Entrepreneurs in Imperial Germany were particularly mobile. Seventy-two percent of businessmen from Dortmund, Bremen, and Frankfurt had spent a lengthy period of time abroad. Unsurprisingly, most had worked in the trade sector,[10] where they often trained in junior positions as clerks. Those who returned to Germany did so with greater mercantile and technical know-how, enhanced foreign language proficiency, and established business contacts that were often kept alive across time and space. All of this helped returnees achieve entrepreneurial success in their native land. During their stay abroad – which could range from short-term to indefinite – they also profited from their intercultural competence. As Sir Jacob Behrens, who had himself come to England from Germany and had become a leading textile producer in Bradford, explained: “The German clerk, who has a good knowledge of three or four languages, who has been taught to understand the working of the exchanges [and] the tariffs of different countries [ . . . ] will find employment and rise to an important position or to independence much sooner than the English clerk.”[11] Mercantile training was, indeed, comprehensive by international standards and not only included business know-how but also foreign languages. After trade colleges [Handelshochschulen] were established in Germany starting in 1898, students could extend their training up to the age of twenty-five.[12]
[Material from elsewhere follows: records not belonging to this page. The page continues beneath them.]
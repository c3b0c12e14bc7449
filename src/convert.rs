use std::path::{Path, PathBuf};

use crate::drawable;
use crate::error::Vd2SvgError;
use crate::resolve::{Resolver, android_attr};
use crate::svg::{self, SvgElement};

pub const SVG_NS: &str = "http://www.w3.org/2000/svg";
pub const XLINK_NS: &str = "http://www.w3.org/1999/xlink";
pub const AAPT_NS: &str = "http://schemas.android.com/aapt";

/// A non-fatal finding collected during conversion: a recognized feature
/// the output intentionally omits.
#[derive(Debug, Clone, PartialEq, Eq)]
pub struct Warning {
    pub kind: String,
    pub message: String,
}

/// Per-run conversion state. Id counters and collected defs live here so
/// parallel conversions never share mutable state; the resolver is the one
/// piece shared with nested drawable sub-conversions.
pub(crate) struct RunCtx<'a> {
    pub(crate) resolver: &'a mut Resolver,
    pub(crate) source: Option<PathBuf>,
    pub(crate) warnings: Vec<Warning>,
    defs: Vec<SvgElement>,
    gradient_seq: u32,
    clip_seq: u32,
}

impl<'a> RunCtx<'a> {
    fn new(resolver: &'a mut Resolver, source: Option<&Path>) -> Self {
        RunCtx {
            resolver,
            source: source.map(Path::to_path_buf),
            warnings: Vec::new(),
            defs: Vec::new(),
            gradient_seq: 0,
            clip_seq: 0,
        }
    }

    pub(crate) fn warn(&mut self, kind: &str, message: impl Into<String>) {
        self.warnings.push(Warning {
            kind: kind.to_string(),
            message: message.into(),
        });
    }

    fn next_gradient_id(&mut self) -> String {
        self.gradient_seq += 1;
        format!("Gradient{}", self.gradient_seq)
    }

    fn next_clip_id(&mut self) -> String {
        self.clip_seq += 1;
        format!("Clip{}", self.clip_seq)
    }
}

/// Converts one VectorDrawable or adaptive-icon document to SVG text.
/// `source` is the document's own path when it has one; it anchors
/// relative raster references and error messages.
pub(crate) fn convert_document(
    text: &str,
    source: Option<&Path>,
    resolver: &mut Resolver,
) -> Result<(String, Vec<Warning>), Vd2SvgError> {
    let doc = roxmltree::Document::parse(text).map_err(|err| Vd2SvgError::Xml {
        path: source.map(Path::to_path_buf),
        message: err.to_string(),
    })?;
    let root = doc.root_element();
    let mut ctx = RunCtx::new(resolver, source);
    let mut out = match root.tag_name().name() {
        "vector" => convert_vector(&mut ctx, root)?,
        "adaptive-icon" => convert_adaptive(&mut ctx, root)?,
        other => return Err(Vd2SvgError::NoConverter(other.to_string())),
    };
    if !ctx.defs.is_empty() {
        let mut defs = SvgElement::new("defs");
        for def in ctx.defs.drain(..) {
            defs.push(def);
        }
        out.insert_first(defs);
    }
    Ok((svg::document(&out), ctx.warnings))
}
/// SVG output element: a name, attributes in insertion order, and child
/// elements. Attribute order is preserved by the writer, which is what
/// makes conversion output byte-stable across runs.
#[derive(Debug, Clone, PartialEq)]
pub struct SvgElement {
    name: String,
    attrs: Vec<(String, String)>,
    children: Vec<SvgElement>,
}

impl SvgElement {
    pub fn new(name: impl Into<String>) -> Self {
        SvgElement {
            name: name.into(),
            attrs: Vec::new(),
            children: Vec::new(),
        }
    }

    pub fn name(&self) -> &str {
        &self.name
    }

    /// Sets an attribute, replacing in place when the name already exists
    /// so repeated sets do not perturb attribute order.
    pub fn set(&mut self, name: &str, value: impl Into<String>) {
        let value = value.into();
        if let Some(slot) = self.attrs.iter_mut().find(|(n, _)| n == name) {
            slot.1 = value;
        } else {
            self.attrs.push((name.to_string(), value));
        }
    }

    pub fn get(&self, name: &str) -> Option<&str> {
        self.attrs
            .iter()
            .find(|(n, _)| n == name)
            .map(|(_, v)| v.as_str())
    }

    pub fn push(&mut self, child: SvgElement) {
        self.children.push(child);
    }

    /// Prepends a child; used to put `<defs>` ahead of converted content.
    pub fn insert_first(&mut self, child: SvgElement) {
        self.children.insert(0, child);
    }

    pub fn children(&self) -> &[SvgElement] {
        &self.children
    }
}

/// Serializes a document: XML declaration, two-space indentation,
/// self-closing empty elements, trailing newline.
pub fn document(root: &SvgElement) -> String {
    let mut out = String::with_capacity(1024);
    out.push_str("<?xml version=\"1.0\" encoding=\"UTF-8\"?>\n");
    write_element(&mut out, root, 0);
    out.push('\n');
    out
}

fn write_element(out: &mut String, element: &SvgElement, depth: usize) {
    for _ in 0..depth {
        out.push_str("  ");
    }
    out.push('<');
    out.push_str(&element.name);
    for (name, value) in &element.attrs {
        out.push(' ');
        out.push_str(name);
        out.push_str("=\"");
        escape_into(out, value);
        out.push('"');
    }
    if element.children.is_empty() {
        out.push_str("/>");
        return;
    }
    out.push('>');
    for child in &element.children {
        out.push('\n');
        write_element(out, child, depth + 1);
    }
    out.push('\n');
    for _ in 0..depth {
        out.push_str("  ");
    }
    out.push_str("</");
    out.push_str(&element.name);
    out.push('>');
}

fn escape_into(out: &mut String, value: &str) {
    for c in value.chars() {
        match c {
            '&' => out.push_str("&amp;"),
            '<' => out.push_str("&lt;"),
            '>' => out.push_str("&gt;"),
            '"' => out.push_str("&quot;"),
            _ => out.push(c),
        }
    }
}

#[cfg(test)]
mod tests {
    use super::*;

    #[test]
    fn empty_elements_self_close() {
        let mut path = SvgElement::new("path");
        path.set("d", "M0,0L1,1");
        assert_eq!(
            document(&path),
            "<?xml version=\"1.0\" encoding=\"UTF-8\"?>\n<path d=\"M0,0L1,1\"/>\n"
        );
    }

    #[test]
    fn children_are_indented_two_spaces() {
        let mut svg = SvgElement::new("svg");
        svg.set("width", "24px");
        let mut g = SvgElement::new("g");
        let mut path = SvgElement::new("path");
        path.set("d", "M0,0");
        g.push(path);
        svg.push(g);
        let out = document(&svg);
        assert_eq!(
            out,
            "<?xml version=\"1.0\" encoding=\"UTF-8\"?>\n\
             <svg width=\"24px\">\n\
             \x20\x20<g>\n\
             \x20\x20\x20\x20<path d=\"M0,0\"/>\n\
             \x20\x20</g>\n\
             </svg>\n"
        );
    }

    #[test]
    fn set_replaces_in_place_without_reordering() {
        let mut rect = SvgElement::new("rect");
        rect.set("x", "0");
        rect.set("fill", "#FF0000");
        rect.set("x", "5");
        let out = document(&rect);
        assert!(
            out.contains("<rect x=\"5\" fill=\"#FF0000\"/>"),
            "x must stay first after being replaced: {}",
            out
        );
    }

    #[test]
    fn attribute_values_are_escaped() {
        let mut el = SvgElement::new("text");
        el.set("data-note", "a<b & \"c\">d");
        let out = document(&el);
        assert!(
            out.contains("data-note=\"a&lt;b &amp; &quot;c&quot;&gt;d\""),
            "escaped output: {}",
            out
        );
    }

    #[test]
    fn serialization_is_stable() {
        let mut svg = SvgElement::new("svg");
        svg.set("viewBox", "0 0 24 24");
        let mut defs = SvgElement::new("defs");
        defs.push(SvgElement::new("clipPath"));
        svg.push(defs);
        assert_eq!(document(&svg), document(&svg));
    }
}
Underlying factors explaining the nature of expatriate entrepreneurial activity in late Imperial Germany therefore include high mobility into all world regions, accumulated human and social capital, extensive transnational networks, and an expanding home economy. A closer look at pertinent businesses, however, begs the question of how “German” these businesses actually were. To what extent were national labels appropriate in an age of economic globalization? And to what extent did these businesses fit into ideological constructions of German Weltpolitik and global presence? The following overview rather points to transnational agency and questions constructions of this sort.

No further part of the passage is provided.